Having a mom support group of friends who were also moms was immensely helpful. In addition, I accessed counseling and medications, and I had an OBGYN who was an AMAZING advocate for mental health care postpartum for both moms and dads.

Think about the system that affects our mental health in our society, including aspects that are damaging to mental health and aspects of the system that improve mental health. Based on your experience, how might we improve that system to build resilience and better address the mental health needs of ourselves, our loved ones, and our communities?

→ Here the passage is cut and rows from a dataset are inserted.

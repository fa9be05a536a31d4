// This Source Code Form is subject to the terms of the Mozilla Public
// License, v. 2.0. If a copy of the MPL was not distributed with this
// file, You can obtain one at https://mozilla.org/MPL/2.0/.

//! Router-level tests driven through `tower::ServiceExt::oneshot`.

use super::*;
use crate::types::CachedAnalysis;
use axum::{
    body::{to_bytes, Body},
    http::{header, Request, StatusCode},
    response::Response,
};
use eshant_processing::{BoundingBox, GeometryMetrics, MeshSource, ProcessingStats};
use serde_json::Value;
use tower::ServiceExt;

const BOUNDARY: &str = "eshant-test-boundary";

const CUBE_FACES: [[usize; 3]; 12] = [
    [0, 2, 1],
    [0, 3, 2],
    [4, 5, 6],
    [4, 6, 7],
    [0, 1, 5],
    [0, 5, 4],
    [3, 7, 6],
    [3, 6, 2],
    [0, 4, 7],
    [0, 7, 3],
    [1, 2, 6],
    [1, 6, 5],
];

fn cube_stl(edge: f32) -> Vec<u8> {
    let corners = [
        [0.0, 0.0, 0.0],
        [1.0, 0.0, 0.0],
        [1.0, 1.0, 0.0],
        [0.0, 1.0, 0.0],
        [0.0, 0.0, 1.0],
        [1.0, 0.0, 1.0],
        [1.0, 1.0, 1.0],
        [0.0, 1.0, 1.0f32],
    ];
    let mut data = vec![0u8; 80];
    data.extend_from_slice(&(CUBE_FACES.len() as u32).to_le_bytes());
    for face in CUBE_FACES {
        data.extend_from_slice(&[0u8; 12]);
        for index in face {
            for c in corners[index] {
                data.extend_from_slice(&(c * edge).to_le_bytes());
            }
        }
        data.extend_from_slice(&[0u8; 2]);
    }
    data
}

fn multipart_body(field: &str, file_name: &str, data: &[u8]) -> Body {
    let mut body = format!(
        "--{BOUNDARY}\r\nContent-Disposition: form-data; name=\"{field}\"; filename=\"{file_name}\"\r\nContent-Type: application/octet-stream\r\n\r\n"
    )
    .into_bytes();
    body.extend_from_slice(data);
    body.extend_from_slice(format!("\r\n--{BOUNDARY}--\r\n").as_bytes());
    Body::from(body)
}

fn upload(field: &str, file_name: &str, data: &[u8]) -> Request<Body> {
    Request::builder()
        .method("POST")
        .uri("/api/v1/analyze")
        .header(
            header::CONTENT_TYPE,
            format!("multipart/form-data; boundary={BOUNDARY}"),
        )
        .body(multipart_body(field, file_name, data))
        .unwrap()
}

async fn test_state(dir: &tempfile::TempDir) -> AppState {
    let mut config = Config::from_env();
    config.cache_dir = dir.path().to_string_lossy().into_owned();
    config.max_file_size_mb = 1;
    AppState::new(config).await
}

async fn json_body(response: Response) -> Value {
    let bytes = to_bytes(response.into_body(), usize::MAX).await.unwrap();
    serde_json::from_slice(&bytes).unwrap()
}

#[tokio::test]
async fn test_health() {
    let dir = tempfile::tempdir().unwrap();
    let app = build_router(test_state(&dir).await);

    let response = app
        .oneshot(Request::get("/api/v1/health").body(Body::empty()).unwrap())
        .await
        .unwrap();

    assert_eq!(response.status(), StatusCode::OK);
    assert_eq!(json_body(response).await["status"], "ok");
}

#[tokio::test]
async fn test_analyze_stl_upload() {
    let dir = tempfile::tempdir().unwrap();
    let app = build_router(test_state(&dir).await);
    let data = cube_stl(20.0);

    let response = app.oneshot(upload("file", "cube.stl", &data)).await.unwrap();

    assert_eq!(response.status(), StatusCode::OK);
    assert_eq!(
        response.headers()[CONTENT_HASH_HEADER],
        DiskCache::generate_key(&data).as_str()
    );
    assert_eq!(response.headers()["x-cache"], "MISS");

    let json = json_body(response).await;
    assert_eq!(json["featureCount"], 1);
    assert_eq!(json["boundingBox"]["x"], 20.0);
    assert!((json["volume"].as_f64().unwrap() - 8.0).abs() < 1e-6);
    assert!(json["warnings"].is_array());
}

#[tokio::test]
async fn test_cached_analysis_is_served() {
    let dir = tempfile::tempdir().unwrap();
    let state = test_state(&dir).await;
    let data = cube_stl(20.0);
    let hash = DiskCache::generate_key(&data);

    let record = CachedAnalysis {
        content_hash: hash.clone(),
        file_name: "cube.stl".into(),
        metrics: GeometryMetrics {
            bounding_box: BoundingBox {
                x: 1.0,
                y: 2.0,
                z: 3.0,
            },
            volume: 42.0,
            surface_area: 1.0,
            estimated_mass: 52.08,
            feature_count: 7,
            complexity_index: 0.1,
            has_overhangs: false,
            min_wall_thickness: 1.0,
            warnings: Vec::new(),
        },
        stats: ProcessingStats {
            source: MeshSource::Loader,
            body_count: 1,
            vertex_count: 8,
            triangle_count: 12,
            unit_scaled: false,
            parse_time_ms: 0,
            analysis_time_ms: 0,
            total_time_ms: 0,
        },
    };
    state.cache.set(&hash, &record).await.unwrap();
    let app = build_router(state);

    let response = app
        .clone()
        .oneshot(upload("file", "cube.stl", &data))
        .await
        .unwrap();
    assert_eq!(response.headers()["x-cache"], "HIT");
    assert_eq!(json_body(response).await["featureCount"], 7);

    let response = app
        .oneshot(
            Request::get(format!("/api/v1/cache/{hash}"))
                .body(Body::empty())
                .unwrap(),
        )
        .await
        .unwrap();
    assert_eq!(response.status(), StatusCode::OK);
    let json = json_body(response).await;
    assert_eq!(json["contentHash"], hash.as_str());
    assert_eq!(json["metrics"]["volume"], 42.0);
}

#[tokio::test]
async fn test_unknown_cache_key_is_404() {
    let dir = tempfile::tempdir().unwrap();
    let app = build_router(test_state(&dir).await);

    let response = app
        .oneshot(
            Request::get("/api/v1/cache/does-not-exist")
                .body(Body::empty())
                .unwrap(),
        )
        .await
        .unwrap();

    assert_eq!(response.status(), StatusCode::NOT_FOUND);
    assert_eq!(json_body(response).await["code"], "NOT_FOUND");
}

#[tokio::test]
async fn test_bad_geometry_is_400() {
    let dir = tempfile::tempdir().unwrap();
    let app = build_router(test_state(&dir).await);

    let response = app
        .oneshot(upload("file", "part.stl", b"not a mesh at all"))
        .await
        .unwrap();

    assert_eq!(response.status(), StatusCode::BAD_REQUEST);
    let json = json_body(response).await;
    assert_eq!(json["code"], "BAD_GEOMETRY");
    assert!(json["error"]
        .as_str()
        .unwrap()
        .starts_with("Unable to parse geometry"));
}

#[tokio::test]
async fn test_missing_file_field() {
    let dir = tempfile::tempdir().unwrap();
    let app = build_router(test_state(&dir).await);

    let response = app
        .oneshot(upload("attachment", "cube.stl", &cube_stl(20.0)))
        .await
        .unwrap();

    assert_eq!(response.status(), StatusCode::BAD_REQUEST);
    assert_eq!(json_body(response).await["code"], "MISSING_FILE");
}

#[tokio::test]
async fn test_feasibility_stub() {
    let dir = tempfile::tempdir().unwrap();
    let app = build_router(test_state(&dir).await);

    let response = app
        .clone()
        .oneshot(
            Request::post(
                "/api/v1/feasibility?fileHash=abc&processId=fdm&materialId=pla&toleranceClass=TIGHT",
            )
            .body(Body::empty())
            .unwrap(),
        )
        .await
        .unwrap();
    assert_eq!(response.status(), StatusCode::OK);
    let json = json_body(response).await;
    assert_eq!(json["feasible"], true);
    assert_eq!(json["recommendedOrientation"]["z"], 1.0);
    assert_eq!(json["estimatedSupportVolume"], 45000.0);

    let response = app
        .oneshot(
            Request::post("/api/v1/feasibility?fileHash=abc")
                .body(Body::empty())
                .unwrap(),
        )
        .await
        .unwrap();
    assert_eq!(response.status(), StatusCode::BAD_REQUEST);
}
// This Source Code Form is subject to the terms of the Mozilla Public
// License, v. 2.0. If a copy of the MPL was not distributed with this
// file, You can obtain one at https://mozilla.org/MPL/2.0/.

//! Minimum wall thickness proxy.
//!
//! The estimate is the shortest unique edge in the mesh. It is a
//! tessellation statistic, not a ray-cast measurement, and underestimates
//! true thickness on finely tessellated parts.

use crate::mesh::Mesh;

/// Shortest unique edge length, or 0 for a mesh without edges
pub fn estimate_min_wall_thickness(mesh: &Mesh) -> f64 {
    mesh.unique_edges()
        .into_iter()
        .map(|edge| mesh.edge_length(edge))
        .min_by(f64::total_cmp)
        .unwrap_or(0.0)
}
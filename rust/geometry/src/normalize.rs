// This Source Code Form is subject to the terms of the Mozilla Public
// License, v. 2.0. If a copy of the MPL was not distributed with this
// file, You can obtain one at https://mozilla.org/MPL/2.0/.

//! Mesh normalization: multi-body merging and unit correction.
//!
//! Whatever shape a loader returned is folded into one triangle soup, then
//! checked for metre units. A file whose largest extent is below
//! [`METER_HEURISTIC_LIMIT`] is assumed to be in metres and scaled by
//! [`METERS_TO_MILLIMETERS`].

use eshant_core::{LoadedGeometry, RawMesh};

use crate::error::{Error, Result};
use crate::mesh::Mesh;

/// Largest extent below which a file is assumed to be in metres
pub const METER_HEURISTIC_LIMIT: f64 = 10.0;

/// Metre to millimetre factor
pub const METERS_TO_MILLIMETERS: f64 = 1000.0;

/// A merged mesh in millimetres
#[derive(Debug, Clone)]
pub struct NormalizedMesh {
    pub mesh: Mesh,
    /// Whether metre-to-millimetre scaling was applied
    pub unit_scaled: bool,
    /// Number of bodies merged into the mesh
    pub body_count: usize,
}

/// Merge loader output into one mesh and correct its unit scale.
pub fn normalize(geometry: &LoadedGeometry) -> Result<NormalizedMesh> {
    let body_count = geometry.body_count();
    let mut mesh = merge_bodies(geometry)?;
    let unit_scaled = correct_units(&mut mesh);

    tracing::debug!(
        bodies = body_count,
        vertices = mesh.vertex_count(),
        triangles = mesh.triangle_count(),
        unit_scaled,
        "Normalized mesh"
    );

    Ok(NormalizedMesh {
        mesh,
        unit_scaled,
        body_count,
    })
}

/// Fold any loader shape into one validated mesh.
///
/// Multi-body shapes must carry at least one body.
pub fn merge_bodies(geometry: &LoadedGeometry) -> Result<Mesh> {
    if let LoadedGeometry::Single(mesh) = geometry {
        return Mesh::from_raw(mesh);
    }
    if geometry.body_count() == 0 {
        return Err(Error::NoGeometry);
    }
    Mesh::from_raw(&RawMesh::concat(geometry.bodies()))
}

/// Scale a metre-unit mesh to millimetres. Returns whether scaling happened.
///
/// Meshes at or above the limit are untouched. Callers apply this once per
/// mesh.
pub fn correct_units(mesh: &mut Mesh) -> bool {
    let extents = mesh.extents();
    let largest = extents.x.max(extents.y).max(extents.z);

    if largest > 0.0 && largest < METER_HEURISTIC_LIMIT {
        tracing::info!(
            largest_extent = largest,
            factor = METERS_TO_MILLIMETERS,
            "Mesh looks like metre units, scaling to millimetres"
        );
        mesh.scale(METERS_TO_MILLIMETERS);
        true
    } else {
        false
    }
}
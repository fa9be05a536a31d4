// This Source Code Form is subject to the terms of the Mozilla Public
// License, v. 2.0. If a copy of the MPL was not distributed with this
// file, You can obtain one at https://mozilla.org/MPL/2.0/.

//! Connected components over mesh faces.
//!
//! Two faces belong to the same feature when a chain of shared edges links
//! them. The count comes from a disjoint-set over face indices, fed by a
//! streaming map from canonical edge to the faces seen on it so far.

use rustc_hash::FxHashMap;
use smallvec::SmallVec;

use crate::mesh::{triangle_edges, EdgeKey, Mesh};

/// Disjoint-set forest with path compression.
///
/// Unions attach one root under the other without ranking.
#[derive(Debug, Clone)]
pub struct UnionFind {
    parent: Vec<usize>,
}

impl UnionFind {
    /// One singleton set per element
    pub fn new(n: usize) -> Self {
        Self {
            parent: (0..n).collect(),
        }
    }

    /// Representative of `x`'s set
    pub fn find(&mut self, x: usize) -> usize {
        let mut root = x;
        while self.parent[root] != root {
            root = self.parent[root];
        }

        // Path compression
        let mut node = x;
        while self.parent[node] != root {
            let next = self.parent[node];
            self.parent[node] = root;
            node = next;
        }
        root
    }

    /// Merge the sets holding `a` and `b`
    pub fn union(&mut self, a: usize, b: usize) {
        let ra = self.find(a);
        let rb = self.find(b);
        if ra != rb {
            self.parent[rb] = ra;
        }
    }

    /// Number of distinct sets
    pub fn count_sets(&mut self) -> usize {
        (0..self.parent.len())
            .filter(|&x| self.find(x) == x)
            .count()
    }
}

/// Count edge-connected pieces of a mesh.
///
/// A mesh without faces has no features.
pub fn count_features(mesh: &Mesh) -> usize {
    let face_count = mesh.triangle_count();
    if face_count == 0 {
        return 0;
    }

    let mut sets = UnionFind::new(face_count);
    let mut edge_faces: FxHashMap<EdgeKey, SmallVec<[usize; 2]>> =
        FxHashMap::with_capacity_and_hasher(face_count * 3 / 2, Default::default());

    for (face, tri) in mesh.triangles().enumerate() {
        for edge in triangle_edges(tri) {
            let faces = edge_faces.entry(edge).or_default();
            for &other in faces.iter() {
                sets.union(other, face);
            }
            faces.push(face);
        }
    }

    let features = sets.count_sets();
    tracing::trace!(faces = face_count, edges = edge_faces.len(), features, "Counted features");
    features
}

People need to see the people who are seemingly happy and successful sharing their vulnerabilities and the steps they’ve taken to better themselves. Without that exposure, people will continue to believe mental health care isn’t for them. In addition, rural access to mental health care is atrocious, and the fact that health care costs could ever be a deterrent for people pursuing mental health services is a gross injustice in the system of mental health and healthcare in general. We need people brave enough to share their journey (which is why this project is AMAZING, and I’ve thought so since its inaugural year), communities willing to invest innovatively to ensure services are available, and systemic change that ensures affordability of services that are vital to survival for many.

 

What is one thing related to mental health, suicide, or resilience that you wish everyone could understand?

Mental health care is for everyone, and everyone can benefit from therapy. Connect with a counselor now so when the days are dark and getting out of bed is hard you’re not having to seek someone out and overcome the obstacles of the system. Having a relationship established when you’re OK makes reaching out and getting help when you’re not OK SO much easier.